PROPOSED AMENDMENTS TO CERTAIN PROVISIONS OF “THE RULES AND REGULATIONS GOVERNING DIRECTORS’ MEETINGS”

According to the recent amendments to the requirements of “Rules Governing the Listing of Shares” (Revised in 2004) issued by the Shenzhen Stock Exchange, “Rules Governing the Listing of Securities on the Stock Exchange of Hong Kong Limited” and other relevant laws and regulations and regulatory documents, certain provisions of “the Rules and Regulations Governing Directors’ Meetings” of Guangdong Kelon Electrical Holdings Company Limited (the “Company”) are proposed to be amended as follows:

  1. Amendments to existing Article 3:

The existing Article is as follows:

  • Article 3 The Board of Directors shall comprise not less than eight and not more than ten directors (the specific number of directors shall be approved by a resolution adopted at a Shareholders’ General Meeting), of which there shall be five executive directors who shall be responsible for daily affairs designated by the Company, and three to five non-executive directors who shall not be responsible for daily affairs. The Board of Directors shall have one Chairman. The Chairman shall convene meetings at least twice a year, convening of which are up to and presided over by the Chairman.
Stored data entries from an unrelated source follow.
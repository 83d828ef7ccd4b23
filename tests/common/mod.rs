use std::io::Write;
use std::path::PathBuf;
use std::process::{Command, Output, Stdio};

use tempfile::TempDir;

const CLEARED_ENV: &[&str] = &[
    "GROQ_API_KEY",
    "PORT",
    "FRONTEND_URL",
    "EMAIL_HOST",
    "EMAIL_PORT",
    "EMAIL_USER",
    "EMAIL_PASS",
    "EMAIL_FROM",
    "RUST_LOG",
];

#[allow(dead_code)]
pub fn run_precis(args: &[&str]) -> Output {
    TestEnv::new().run(args)
}

pub struct TestEnv {
    home: TempDir,
    config: TempDir,
    data: TempDir,
}

impl TestEnv {
    pub fn new() -> Self {
        Self {
            home: tempfile::tempdir().expect("create temporary HOME dir"),
            config: tempfile::tempdir().expect("create temporary XDG config dir"),
            data: tempfile::tempdir().expect("create temporary XDG data dir"),
        }
    }

    fn command(&self, args: &[&str]) -> Command {
        let mut cmd = Command::new(env!("CARGO_BIN_EXE_precis"));
        cmd.args(args)
            .env("HOME", self.home.path())
            .env("XDG_CONFIG_HOME", self.config.path())
            .env("XDG_DATA_HOME", self.data.path());
        for key in CLEARED_ENV {
            cmd.env_remove(key);
        }
        cmd
    }

    pub fn run(&self, args: &[&str]) -> Output {
        self.command(args)
            .stdin(Stdio::null())
            .output()
            .expect("failed to execute precis binary")
    }

    #[allow(dead_code)]
    pub fn run_with_stdin(&self, args: &[&str], input: &str) -> Output {
        let mut child = self
            .command(args)
            .stdin(Stdio::piped())
            .stdout(Stdio::piped())
            .stderr(Stdio::piped())
            .spawn()
            .expect("failed to spawn precis binary");

        child
            .stdin
            .take()
            .expect("stdin is piped")
            .write_all(input.as_bytes())
            .expect("write stdin");

        child.wait_with_output().expect("wait for precis binary")
    }

    #[allow(dead_code)]
    pub fn write_file(&self, name: &str, contents: &str) -> PathBuf {
        let path = self.home.path().join(name);
        std::fs::write(&path, contents).expect("write input file");
        path
    }

    #[allow(dead_code)]
    pub fn config_path(&self) -> PathBuf {
        let output = self.run(&["config", "path"]);
        assert!(
            output.status.success(),
            "config path should succeed\nstdout:\n{}\nstderr:\n{}",
            String::from_utf8_lossy(&output.stdout),
            String::from_utf8_lossy(&output.stderr),
        );

        let path = String::from_utf8_lossy(&output.stdout);
        PathBuf::from(path.trim())
    }

    #[allow(dead_code)]
    pub fn write_config(&self, contents: &str) {
        let config_path = self.config_path();
        if let Some(parent) = config_path.parent() {
            std::fs::create_dir_all(parent).expect("create config parent directory");
        }
        std::fs::write(&config_path, contents).expect("write config file");
    }
}
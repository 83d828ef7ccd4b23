//! CLI command implementations

use anyhow::{Context, Result};
use chrono::Local;
use std::io::Read;
use std::path::PathBuf;

use crate::cli::args::ConfigCommand;
use crate::config::Settings;
use crate::llm::{summarize_fallback, SummarySource};
use crate::mail::validate_addresses;
use crate::server::validation::{
    Validator, MAX_PROMPT_CHARS, MAX_TEXT_CHARS, MAX_TITLE_CHARS, MIN_PROMPT_CHARS,
    MIN_TEXT_CHARS, MIN_TITLE_CHARS,
};
use crate::server::{build_mailer, build_summarizer};
use crate::storage::{Repository, Summary};

/// Run the HTTP API server
pub async fn serve(settings: &Settings, port: Option<u16>) -> Result<()> {
    let mut settings = settings.clone();
    if let Some(port) = port {
        settings.server.port = port;
    }
    crate::server::run(&settings).await
}

/// Summarize a transcript and optionally save it
pub async fn summarize_transcript(
    settings: &Settings,
    file: Option<PathBuf>,
    prompt: &str,
    title: Option<String>,
    save: bool,
    offline: bool,
) -> Result<()> {
    let transcript = read_transcript(file.as_ref())?;
    let title =
        title.unwrap_or_else(|| format!("Meeting {}", Local::now().format("%Y-%m-%d %H:%M")));

    let mut v = Validator::new();
    v.required_text(
        "file",
        Some(transcript.as_str()),
        "Transcript",
        MIN_TEXT_CHARS,
        MAX_TEXT_CHARS,
    );
    v.required_text(
        "prompt",
        Some(prompt),
        "Prompt",
        MIN_PROMPT_CHARS,
        MAX_PROMPT_CHARS,
    );
    v.required_text(
        "title",
        Some(title.as_str()),
        "Title",
        MIN_TITLE_CHARS,
        MAX_TITLE_CHARS,
    );
    if let Err(errors) = v.finish() {
        let messages: Vec<String> = errors.into_iter().map(|e| e.message).collect();
        anyhow::bail!("Invalid input: {}", messages.join("; "));
    }

    let (text, source) = if offline {
        (summarize_fallback(&transcript, prompt), "fallback")
    } else {
        let outcome = build_summarizer(settings)?
            .summarize(&transcript, prompt)
            .await?;
        let source = match outcome.source {
            SummarySource::Provider => "provider",
            SummarySource::Fallback => "fallback",
        };
        (outcome.text, source)
    };

    if save {
        let repo = Repository::new(settings)?;
        let summary = repo
            .create_summary(Summary::new(
                title,
                transcript,
                prompt.to_string(),
                text.clone(),
            ))
            .await?;
        println!("Summary saved: {} ({})", short_id(&summary.id), source);
        println!();
    }

    println!("{}", text);

    Ok(())
}

/// List saved summaries
pub async fn list_summaries(settings: &Settings, page: usize, limit: usize) -> Result<()> {
    let repo = Repository::new(settings)?;
    let page = repo.list_page(page, limit).await?;

    if page.items.is_empty() {
        println!("No summaries found");
        return Ok(());
    }

    println!(
        "{:<10} {:<40} {:<12} {:<8}",
        "ID", "Title", "Updated", "Shared"
    );
    println!("{}", "-".repeat(72));

    for item in &page.items {
        println!(
            "{:<10} {:<40} {:<12} {:<8}",
            short_id(&item.id),
            truncate(&item.title, 38),
            item.updated_at.with_timezone(&Local).format("%Y-%m-%d"),
            if item.is_shared { "yes" } else { "no" }
        );
    }

    let p = page.pagination;
    println!();
    println!("Page {} of {} ({} total)", p.page, p.pages.max(1), p.total);

    Ok(())
}

/// Print a saved summary
pub async fn show_summary(settings: &Settings, id: &str) -> Result<()> {
    let repo = Repository::new(settings)?;
    let summary = repo
        .find_by_prefix(id)
        .await?
        .context("Summary not found")?;

    println!("Title: {}", summary.title);
    println!(
        "Created: {}",
        summary.created_at.with_timezone(&Local).format("%Y-%m-%d %H:%M")
    );
    println!("Prompt: {}", summary.custom_prompt);
    if !summary.tags.is_empty() {
        println!("Tags: {}", summary.tags.join(", "));
    }
    if summary.edited_summary.is_some() {
        println!("(edited)");
    }
    println!();
    println!("{}", summary.final_summary());

    if !summary.shared_with.is_empty() {
        println!();
        println!("Shared with:");
        for share in &summary.shared_with {
            println!(
                "  - {} ({})",
                share.email,
                share.shared_at.with_timezone(&Local).format("%Y-%m-%d %H:%M")
            );
        }
    }

    Ok(())
}

/// Delete a saved summary
pub async fn delete_summary(settings: &Settings, id: &str) -> Result<()> {
    let repo = Repository::new(settings)?;
    let summary = repo
        .find_by_prefix(id)
        .await?
        .context("Summary not found")?;

    repo.delete_summary(&summary.id).await?;
    println!("Deleted: {} ({})", summary.title, short_id(&summary.id));

    Ok(())
}

/// Email a saved summary and record the deliveries
pub async fn share_summary(settings: &Settings, id: &str, recipients: &[String]) -> Result<()> {
    let repo = Repository::new(settings)?;
    let summary = repo
        .find_by_prefix(id)
        .await?
        .context("Summary not found")?;

    let check = validate_addresses(recipients);
    if !check.invalid.is_empty() {
        anyhow::bail!("Invalid email addresses: {}", check.invalid.join(", "));
    }

    let mailer = build_mailer(settings)?
        .context("Email is not configured. Set [email] in the config file or EMAIL_* variables.")?;

    let receipt = mailer
        .send_summary(&check.valid, summary.final_summary(), &summary.title)
        .await?;
    repo.record_shares(&summary.id, &check.valid).await?;

    println!(
        "Shared {} with {} ({})",
        short_id(&summary.id),
        check.valid.join(", "),
        receipt.message_id
    );

    Ok(())
}

/// Print sharing statistics
pub async fn show_stats(settings: &Settings) -> Result<()> {
    let repo = Repository::new(settings)?;
    let totals = repo.share_totals().await?;

    println!("Summaries:           {}", totals.total_summaries);
    println!("Shared:              {}", totals.shared_summaries);
    println!("Unshared:            {}", totals.unshared_summaries());
    println!("Share rate:          {:.1}%", totals.share_rate());
    println!("Total shares:        {}", totals.total_shares);
    println!("Unique recipients:   {}", totals.unique_recipients);
    println!("Shares per summary:  {:.1}", totals.average_shares_per_summary());

    Ok(())
}

/// Configuration management
pub fn config_command(settings: &Settings, cmd: ConfigCommand) -> Result<()> {
    match cmd {
        ConfigCommand::Show => {
            let mut shown = settings.clone();
            redact(&mut shown.llm.api_key);
            redact(&mut shown.email.pass);
            let toml = toml::to_string_pretty(&shown)?;
            println!("{}", toml);
        }
        ConfigCommand::Path => {
            let path = Settings::config_path()?;
            println!("{}", path.display());
        }
        ConfigCommand::Init { force } => {
            let path = Settings::config_path()?;
            if path.exists() && !force {
                anyhow::bail!(
                    "Config file already exists at {}. Use --force to overwrite.",
                    path.display()
                );
            }
            Settings::write_default(&path)?;
            println!("Configuration initialized at: {}", path.display());
        }
    }

    Ok(())
}

// Helper functions

fn read_transcript(file: Option<&PathBuf>) -> Result<String> {
    match file {
        Some(path) => std::fs::read_to_string(path)
            .with_context(|| format!("Failed to read transcript: {}", path.display())),
        None => {
            let mut buf = String::new();
            std::io::stdin()
                .read_to_string(&mut buf)
                .context("Failed to read transcript from stdin")?;
            Ok(buf)
        }
    }
}

fn redact(secret: &mut String) {
    if !secret.is_empty() {
        *secret = "********".to_string();
    }
}

fn short_id(id: &str) -> &str {
    id.get(..8).unwrap_or(id)
}

fn truncate(s: &str, max_len: usize) -> String {
    if s.chars().count() <= max_len {
        s.to_string()
    } else {
        let kept: String = s.chars().take(max_len.saturating_sub(3)).collect();
        format!("{}...", kept)
    }
}
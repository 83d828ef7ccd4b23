//! precis - Meeting notes summarizer
//!
//! Entry point for the precis CLI and API server.

use anyhow::Result;
use clap::Parser;
use tracing_subscriber::{layer::SubscriberExt, util::SubscriberInitExt, EnvFilter};

use precis::cli::{Cli, Commands};
use precis::config::Settings;

#[tokio::main]
async fn main() -> Result<()> {
    // Parse CLI arguments
    let cli = Cli::parse();

    if let Commands::Completions { shell } = cli.command {
        precis::cli::completions::print(shell);
        return Ok(());
    }

    // Load configuration only for runtime commands.
    let settings = Settings::load()?;

    // Initialize logging
    let default_level = if cli.verbose {
        "debug"
    } else {
        settings.general.log_level.as_str()
    };
    tracing_subscriber::registry()
        .with(EnvFilter::try_from_default_env().unwrap_or_else(|_| EnvFilter::new(default_level)))
        .with(
            tracing_subscriber::fmt::layer()
                .with_target(false)
                .with_writer(std::io::stderr),
        )
        .init();

    // Execute command
    match cli.command {
        Commands::Serve { port } => {
            precis::cli::commands::serve(&settings, port).await?;
        }
        Commands::Summarize {
            file,
            prompt,
            title,
            save,
            offline,
        } => {
            precis::cli::commands::summarize_transcript(
                &settings, file, &prompt, title, save, offline,
            )
            .await?;
        }
        Commands::List { page, limit } => {
            precis::cli::commands::list_summaries(&settings, page, limit).await?;
        }
        Commands::Show { id } => {
            precis::cli::commands::show_summary(&settings, &id).await?;
        }
        Commands::Delete { id } => {
            precis::cli::commands::delete_summary(&settings, &id).await?;
        }
        Commands::Share { id, recipients } => {
            precis::cli::commands::share_summary(&settings, &id, &recipients).await?;
        }
        Commands::Stats => {
            precis::cli::commands::show_stats(&settings).await?;
        }
        Commands::Config(config_cmd) => {
            precis::cli::commands::config_command(&settings, config_cmd)?;
        }
        Commands::Completions { .. } => unreachable!(),
    }

    Ok(())
}
use async_trait::async_trait;
use std::sync::Arc;
use thiserror::Error;

use crate::config::Settings;
use crate::llm::groq::GroqClient;

/// Summary generation request payload.
pub struct SummaryRequest<'a> {
    pub transcript: &'a str,
    pub instruction: &'a str,
}

/// Failures from a summarization provider.
#[derive(Error, Debug)]
pub enum LlmError {
    #[error("GROQ_API_KEY is not configured. Set llm.api_key in config or GROQ_API_KEY.")]
    MissingApiKey,

    #[error("Unsupported llm.provider '{0}'. Supported providers: groq")]
    UnsupportedProvider(String),

    #[error("Failed to build HTTP client: {0}")]
    Client(String),

    #[error("Provider request failed: {0}")]
    Request(#[from] reqwest::Error),

    #[error("Provider returned HTTP {status}: {body}")]
    Status { status: u16, body: String },

    #[error("Provider returned no choices")]
    EmptyResponse,
}

impl LlmError {
    /// Configuration failures are fatal and never trigger the fallback.
    pub fn is_configuration(&self) -> bool {
        matches!(
            self,
            LlmError::MissingApiKey | LlmError::UnsupportedProvider(_) | LlmError::Client(_)
        )
    }
}

#[async_trait]
pub trait LlmProvider: Send + Sync {
    async fn summarize(&self, request: SummaryRequest<'_>) -> Result<String, LlmError>;

    /// Round-trip a tiny prompt to confirm credentials and reachability.
    async fn ping(&self) -> Result<String, LlmError>;
}

/// Build an LLM provider from runtime settings.
pub fn build_provider(settings: &Settings) -> Result<Arc<dyn LlmProvider>, LlmError> {
    match settings.llm.provider.to_lowercase().as_str() {
        "groq" => Ok(Arc::new(GroqClient::from_settings(settings)?)),
        other => Err(LlmError::UnsupportedProvider(other.to_string())),
    }
}
//! CLI argument definitions using clap

use clap::{Parser, Subcommand};
use clap_complete::Shell;
use std::path::PathBuf;

/// precis - Meeting notes summarizer with instruction-driven summaries
#[derive(Parser, Debug)]
#[command(name = "precis")]
#[command(author, version, about, long_about = None)]
#[command(propagate_version = true)]
pub struct Cli {
    /// Enable verbose output
    #[arg(short, long, global = true)]
    pub verbose: bool,

    #[command(subcommand)]
    pub command: Commands,
}

#[derive(Subcommand, Debug)]
pub enum Commands {
    /// Run the HTTP API server
    Serve {
        /// Override the configured port
        #[arg(short, long)]
        port: Option<u16>,
    },

    /// Summarize a transcript from a file or stdin
    Summarize {
        /// Transcript file (reads stdin when omitted)
        #[arg(short, long)]
        file: Option<PathBuf>,

        /// Instruction describing the summary you want
        #[arg(short, long)]
        prompt: String,

        /// Title used when saving
        #[arg(short, long)]
        title: Option<String>,

        /// Store the result in history
        #[arg(short, long)]
        save: bool,

        /// Skip the provider and use the local extractive summarizer
        #[arg(long)]
        offline: bool,
    },

    /// List saved summaries
    List {
        /// Page number, starting at 1
        #[arg(long, default_value = "1")]
        page: usize,

        /// Summaries per page
        #[arg(short, long, default_value = "10")]
        limit: usize,
    },

    /// Show a saved summary
    Show {
        /// Summary ID or unique prefix
        id: String,
    },

    /// Delete a saved summary
    Delete {
        /// Summary ID or unique prefix
        id: String,
    },

    /// Email a saved summary
    Share {
        /// Summary ID or unique prefix
        id: String,

        /// Recipient addresses
        #[arg(required = true)]
        recipients: Vec<String>,
    },

    /// Show sharing statistics
    Stats,

    /// Configuration management
    #[command(subcommand)]
    Config(ConfigCommand),

    /// Generate shell completion scripts
    Completions {
        /// Target shell
        #[arg(value_enum)]
        shell: Shell,
    },
}

#[derive(Subcommand, Debug)]
pub enum ConfigCommand {
    /// Show current configuration
    Show,

    /// Show configuration file path
    Path,

    /// Initialize default configuration
    Init {
        /// Force overwrite existing config
        #[arg(short, long)]
        force: bool,
    },
}
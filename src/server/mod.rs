//! HTTP API server for precis
//!
//! JSON endpoints for generating, editing, listing and sharing summaries.

pub mod error;
pub mod routes;
pub mod validation;

use anyhow::{Context, Result};
use axum::extract::DefaultBodyLimit;
use axum::http::{header, HeaderValue, Method};
use axum::routing::{get, post};
use axum::Router;
use std::sync::Arc;
use tower_http::cors::CorsLayer;
use tower_http::trace::TraceLayer;
use tracing::{info, warn};

use crate::config::Settings;
use crate::llm::{build_provider, LlmError, Summarizer};
use crate::mail::{MailRelay, SmtpRelay};
use crate::storage::Repository;

/// Request bodies above this size are rejected
pub const MAX_BODY_BYTES: usize = 10 * 1024 * 1024;

/// Shared handles passed to every handler
#[derive(Clone)]
pub struct AppState {
    pub repo: Repository,
    pub summarizer: Summarizer,
    pub mailer: Option<Arc<dyn MailRelay>>,
}

/// Build the API router
pub fn build_router(state: AppState, frontend_url: &str) -> Result<Router> {
    let origin = HeaderValue::from_str(frontend_url)
        .with_context(|| format!("Invalid frontend URL: {}", frontend_url))?;

    let cors = CorsLayer::new()
        .allow_origin(origin)
        .allow_credentials(true)
        .allow_methods([
            Method::GET,
            Method::POST,
            Method::PUT,
            Method::DELETE,
            Method::OPTIONS,
        ])
        .allow_headers([header::CONTENT_TYPE, header::AUTHORIZATION]);

    // Unsupported methods on a known path answer like unknown paths.
    let router = Router::new()
        .route(
            "/api/health",
            get(routes::health).fallback(routes::not_found),
        )
        .route(
            "/api/summarize",
            post(routes::summarize::create_summary)
                .get(routes::summarize::list_summaries)
                .fallback(routes::not_found),
        )
        .route(
            "/api/summarize/test-ai",
            post(routes::summarize::test_ai).fallback(routes::not_found),
        )
        .route(
            "/api/summarize/:id",
            get(routes::summarize::get_summary)
                .put(routes::summarize::update_summary)
                .delete(routes::summarize::delete_summary)
                .fallback(routes::not_found),
        )
        .route(
            "/api/share",
            post(routes::share::share_summary).fallback(routes::not_found),
        )
        .route(
            "/api/share/history/:summary_id",
            get(routes::share::share_history).fallback(routes::not_found),
        )
        .route(
            "/api/share/test-email",
            post(routes::share::test_email).fallback(routes::not_found),
        )
        .route(
            "/api/share/stats",
            get(routes::share::share_stats).fallback(routes::not_found),
        )
        .fallback(routes::not_found)
        .layer(DefaultBodyLimit::max(MAX_BODY_BYTES))
        .layer(cors)
        .layer(TraceLayer::new_for_http())
        .with_state(state);

    Ok(router)
}

/// Construct the provider-backed summarizer.
///
/// A missing API key leaves the server usable for history and sharing;
/// summarize requests then fail with a configuration error.
pub fn build_summarizer(settings: &Settings) -> Result<Summarizer> {
    match build_provider(settings) {
        Ok(provider) => Ok(Summarizer::new(provider)),
        Err(LlmError::MissingApiKey) => {
            warn!("{}", LlmError::MissingApiKey);
            Ok(Summarizer::unconfigured())
        }
        Err(e) => Err(e.into()),
    }
}

/// Construct the SMTP relay, or `None` when email is not configured
pub fn build_mailer(settings: &Settings) -> Result<Option<Arc<dyn MailRelay>>> {
    match SmtpRelay::from_settings(&settings.email) {
        Ok(relay) => {
            let relay: Arc<dyn MailRelay> = Arc::new(relay);
            Ok(Some(relay))
        }
        Err(e) if e.is_configuration() => {
            warn!("Email sharing disabled: {}", e);
            Ok(None)
        }
        Err(e) => Err(e.into()),
    }
}

/// Run the HTTP server until interrupted
pub async fn run(settings: &Settings) -> Result<()> {
    info!("Starting precis server");

    let state = AppState {
        repo: Repository::new(settings)?,
        summarizer: build_summarizer(settings)?,
        mailer: build_mailer(settings)?,
    };

    let app = build_router(state, &settings.server.frontend_url)?;

    let addr = settings.bind_addr()?;
    let listener = tokio::net::TcpListener::bind(addr)
        .await
        .with_context(|| format!("Failed to bind {}", addr))?;

    info!("Server listening on {}", listener.local_addr()?);
    info!(
        host = or_not_set(&settings.email.host),
        user = or_not_set(&settings.email.user),
        pass = if settings.email.pass.is_empty() { "NOT SET" } else { "SET" },
        "Email config check"
    );

    axum::serve(listener, app)
        .with_graceful_shutdown(shutdown_signal())
        .await
        .context("Server error")?;

    info!("Shutting down server");
    Ok(())
}

fn or_not_set(value: &str) -> &str {
    if value.trim().is_empty() {
        "NOT SET"
    } else {
        value
    }
}

async fn shutdown_signal() {
    if let Err(e) = tokio::signal::ctrl_c().await {
        warn!("Failed to listen for shutdown signal: {}", e);
        std::future::pending::<()>().await;
    }
}
//! JSON error responses

use axum::extract::rejection::JsonRejection;
use axum::http::StatusCode;
use axum::response::{IntoResponse, Response};
use axum::Json;
use serde_json::{json, Value};
use tracing::error;

use crate::server::validation::FieldError;
use crate::PrecisError;

/// An HTTP error with a JSON body
#[derive(Debug)]
pub struct ApiError {
    status: StatusCode,
    body: Value,
}

impl ApiError {
    pub fn new(status: StatusCode, body: Value) -> Self {
        Self { status, body }
    }

    /// 400 with per-field messages
    pub fn validation(details: Vec<FieldError>) -> Self {
        Self::new(
            StatusCode::BAD_REQUEST,
            json!({ "error": "Validation failed", "details": details }),
        )
    }

    pub fn bad_request(error: &str) -> Self {
        Self::new(StatusCode::BAD_REQUEST, json!({ "error": error }))
    }

    pub fn summary_not_found() -> Self {
        Self::new(StatusCode::NOT_FOUND, json!({ "error": "Summary not found" }))
    }

    pub fn route_not_found() -> Self {
        Self::new(StatusCode::NOT_FOUND, json!({ "error": "Route not found" }))
    }

    /// 500 naming the failed action, with the underlying message
    pub fn internal(action: &str, err: impl std::fmt::Display) -> Self {
        error!("{}: {}", action, err);
        Self::new(
            StatusCode::INTERNAL_SERVER_ERROR,
            json!({ "error": action, "message": err.to_string() }),
        )
    }

    /// Map a library error for the given action
    pub fn from_error(action: &str, err: PrecisError) -> Self {
        match err {
            PrecisError::NotFound(_) => Self::summary_not_found(),
            PrecisError::Validation(message) => Self::validation(vec![FieldError::new("body", message)]),
            PrecisError::Mail(e) if e.is_configuration() => Self::new(
                StatusCode::SERVICE_UNAVAILABLE,
                json!({
                    "error": "Email service unavailable",
                    "message": "Email sharing is not configured. Please contact the administrator.",
                    "details": e.to_string(),
                }),
            ),
            other => Self::internal(action, other),
        }
    }

    pub fn status(&self) -> StatusCode {
        self.status
    }
}

impl From<JsonRejection> for ApiError {
    fn from(rejection: JsonRejection) -> Self {
        Self::validation(vec![FieldError::new("body", rejection.body_text())])
    }
}

impl IntoResponse for ApiError {
    fn into_response(self) -> Response {
        (self.status, Json(self.body)).into_response()
    }
}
The existing Article is hereby amended as follows:

  • Article 3 The Board of Directors shall comprise nine directors (the specific number of directors shall be approved by a resolution adopted at a Shareholders’General Meeting), of which there shall be six executive directors who shall be responsible for dealing with the daily affairs designated by the Company, and three independent non-executive directors who shall not be responsible for daily affairs. The Board of Directors shall have one Chairman. The Board of the Directors shall convene at least four meetings a year, convening of which are up to and presided over by the Chairman.
  1. Amendments to existing Article 4:

The existing Article is as follows:

  • Article 4 Meetings of the Board of Directors shall only be held with more than one half of the directors present at the meetings. The director shall attend the meetings in person or may appoint another director by a written power of attorney to attend the meeting on his behalf.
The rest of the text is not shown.